Hamburg & Schleswig-HolsteinAdler Group übergibt Holsten-Areal

Das Holsten-Areal in Hamburg kann nach Jahren des Stillstands bebaut werden. Geplant sind 2.000 Wohnungen – rund die Hälfte davon als Sozial- oder Studierendenwohnungen.
Hamburg (dpa/lno) - Das von Spekulanten seit zehn Jahren mehrfach weiterverkaufte Areal der früheren Holsten-Brauerei in Hamburg-Altona kann jetzt tatsächlich bebaut werden. Die Adler Group als bisherige Eigentümerin habe das Quartier an das Käuferkonsortium aus den Unternehmen Quantum und Hanse Merkur sowie dem kommunalen Wohnungsunternehmen Saga und der Hamburger Sparkasse übergeben, teilte das Unternehmen mit.
"Bis auf die Zahlung für kleinere Teilflächen, deren Closing noch aussteht, konnte der Kaufpreis vollständig vereinnahmt werden", erklärte die Adler Group.
Konsortium will 2.000 Wohnungen bauen
Zum Kaufpreis selbst sagte das Unternehmen nichts. Das Konsortium möchte nun rund eine Milliarde Euro in das Areal investieren und dort rund 2.000 Wohnungen bauen. Dabei sollen auch Teile der historischen Bausubstanz erhalten und in das neue Viertel integriert werden. Etwa 50 Prozent der neu geplanten Wohneinheiten sollen entweder Sozialwohnungen werden oder für Studierenden- und Auszubildendenwohnungen zur Verfügung stehen, hieß es.
Das Holsten-Areal gilt als Paradebeispiel für Grundstücksspekulationen: Das rund 8,6 Hektar große Gelände der ehemaligen Holsten-Brauerei war 2016 von Carlsberg an die Düsseldorfer Gerchgroup verkauft worden. Anschließend wurde es mehrfach weiterveräußert, ohne dass auf dem Areal jemals gebaut wurde. Dadurch vervielfachte sich der Preis des Grundstücks. Adler hat seinen rechtlichen Sitz in Luxemburg, operativ tätig ist das Unternehmen jedoch von Berlin aus.
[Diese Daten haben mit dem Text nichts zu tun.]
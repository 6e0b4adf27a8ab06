use axum::{
    extract::{Multipart, Path, Query, State},
    response::{Html, Redirect},
    Form,
};
use serde::Deserialize;
use std::sync::Arc;
use tera::Context;
use tracing::{debug, info};

use crate::auth::{self, Credentials};
use crate::error::AppError;
use crate::intake::{self, IntakeFields};
use crate::state::AppState;
use crate::store::{known_variant, Course, FileMeta, Role, Status, SubmissionPatch};
use crate::templates::render;
use crate::view::{project, Metrics, ViewQuery};

pub async fn index(
    State(state): State<Arc<AppState>>,
    Query(query): Query<ViewQuery>,
) -> Result<Html<String>, AppError> {
    let session = state.store.read().await;
    let role = session.role();

    let mut ctx = Context::new();
    ctx.insert("role", &role);
    ctx.insert("roles", Role::ALL);
    ctx.insert("user", &session.identity());

    let Some(user) = session.identity() else {
        return render(&state.tera, "login.html", &ctx);
    };

    let rows = project(session.submissions(), role, Some(user), &query);
    ctx.insert("submissions", &rows);
    ctx.insert("query", &query);
    ctx.insert("statuses", Status::ALL);
    ctx.insert("courses", Course::ALL);
    ctx.insert("can_review", &role.can_review());
    ctx.insert("can_delete", &role.can_delete());

    let metrics = role
        .can_review()
        .then(|| Metrics::compute(session.submissions()));
    let draft = (!role.can_review()).then(|| session.draft());
    ctx.insert("metrics", &metrics);
    ctx.insert("draft", &draft);
    ctx.insert("submitting", &session.is_submitting());

    render(&state.tera, "dashboard.html", &ctx)
}

pub async fn login(
    State(state): State<Arc<AppState>>,
    Form(credentials): Form<Credentials>,
) -> Redirect {
    match auth::verify(&credentials) {
        Some((role, identity)) => {
            info!(%role, email = %identity.email, "signed in");
            state.store.write().await.login(role, identity);
        }
        None => debug!("sign-in refused: blank field or unknown role"),
    }
    Redirect::to("/")
}

pub async fn logout(State(state): State<Arc<AppState>>) -> Redirect {
    state.store.write().await.logout();
    info!("signed out");
    Redirect::to("/")
}

/// Adds every `files` part to the draft. Only names and sizes are kept.
pub async fn add_files(
    State(state): State<Arc<AppState>>,
    mut multipart: Multipart,
) -> Result<Redirect, AppError> {
    let mut files = Vec::new();

    while let Some(mut field) = multipart.next_field().await? {
        if field.name() != Some("files") {
            continue;
        }
        let name = field.file_name().unwrap_or("").to_string();
        let mut size = 0u64;
        while let Some(chunk) = field.chunk().await? {
            size += chunk.len() as u64;
        }
        // An empty file input still posts one nameless part.
        if name.is_empty() {
            continue;
        }
        files.push(FileMeta { name, size });
    }

    if !files.is_empty() {
        debug!(count = files.len(), "files attached to draft");
        state.store.write().await.draft_mut().add_files(files);
    }
    Ok(Redirect::to("/"))
}

pub async fn remove_file(
    State(state): State<Arc<AppState>>,
    Path(index): Path<usize>,
) -> Redirect {
    state.store.write().await.draft_mut().remove_file(index);
    Redirect::to("/")
}

pub async fn reset_draft(State(state): State<Arc<AppState>>) -> Redirect {
    state.store.write().await.draft_mut().reset();
    Redirect::to("/")
}

pub async fn submit(
    State(state): State<Arc<AppState>>,
    Form(fields): Form<IntakeFields>,
) -> Redirect {
    intake::submit(&state.store, fields, state.config.upload_delay).await;
    Redirect::to("/")
}

#[derive(Deserialize)]
pub struct StatusForm {
    #[serde(default, deserialize_with = "known_variant")]
    status: Option<Status>,
}

pub async fn set_status(
    State(state): State<Arc<AppState>>,
    Path(id): Path<String>,
    Form(form): Form<StatusForm>,
) -> Redirect {
    let mut session = state.store.write().await;
    if !session.active_role().is_some_and(|r| r.can_review()) {
        debug!(%id, "status change refused");
        return Redirect::to("/");
    }
    let Some(status) = form.status else {
        debug!(%id, "status change refused: unknown status");
        return Redirect::to("/");
    };
    if session.patch(&id, SubmissionPatch::status(status)) {
        info!(%id, %status, "status changed");
    }
    Redirect::to("/")
}

/// A missing `grade` is a cancelled prompt and changes nothing.
#[derive(Deserialize)]
pub struct GradeForm {
    grade: Option<String>,
}

pub async fn grade(
    State(state): State<Arc<AppState>>,
    Path(id): Path<String>,
    Form(form): Form<GradeForm>,
) -> Redirect {
    let mut session = state.store.write().await;
    if !session.active_role().is_some_and(|r| r.can_review()) {
        debug!(%id, "grading refused");
        return Redirect::to("/");
    }
    if let Some(grade) = form.grade {
        if session.patch(&id, SubmissionPatch::grade(grade.clone())) {
            info!(%id, %grade, "graded");
        }
    }
    Redirect::to("/")
}

pub async fn delete(State(state): State<Arc<AppState>>, Path(id): Path<String>) -> Redirect {
    let mut session = state.store.write().await;
    if !session.active_role().is_some_and(|r| r.can_delete()) {
        debug!(%id, "delete refused");
        return Redirect::to("/");
    }
    if session.remove(&id) {
        info!(%id, "submission deleted");
    }
    Redirect::to("/")
}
Adler baute jahrelang nichts
Vor allem die Adler Group stand in der Kritik. Lag der Wert des Geländes 2016 noch bei rund 65 Millionen Euro, stand es bei der Adler Group mit mehr als 360 Millionen Euro in der Bilanz - ein Preis, der als vollkommen überzogen gilt. Vor dem bislang letzten Verkauf war von 130 bis 180 Millionen Euro die Rede. Nach dem von Adler selbst verursachten jahrelangen Stillstand sagte Unternehmenschef Karl Reinitzhuber nun: "Wir freuen uns, dass auf dem Areal zeitnah dringend benötigter neuer Wohnraum in Hamburg entstehen wird."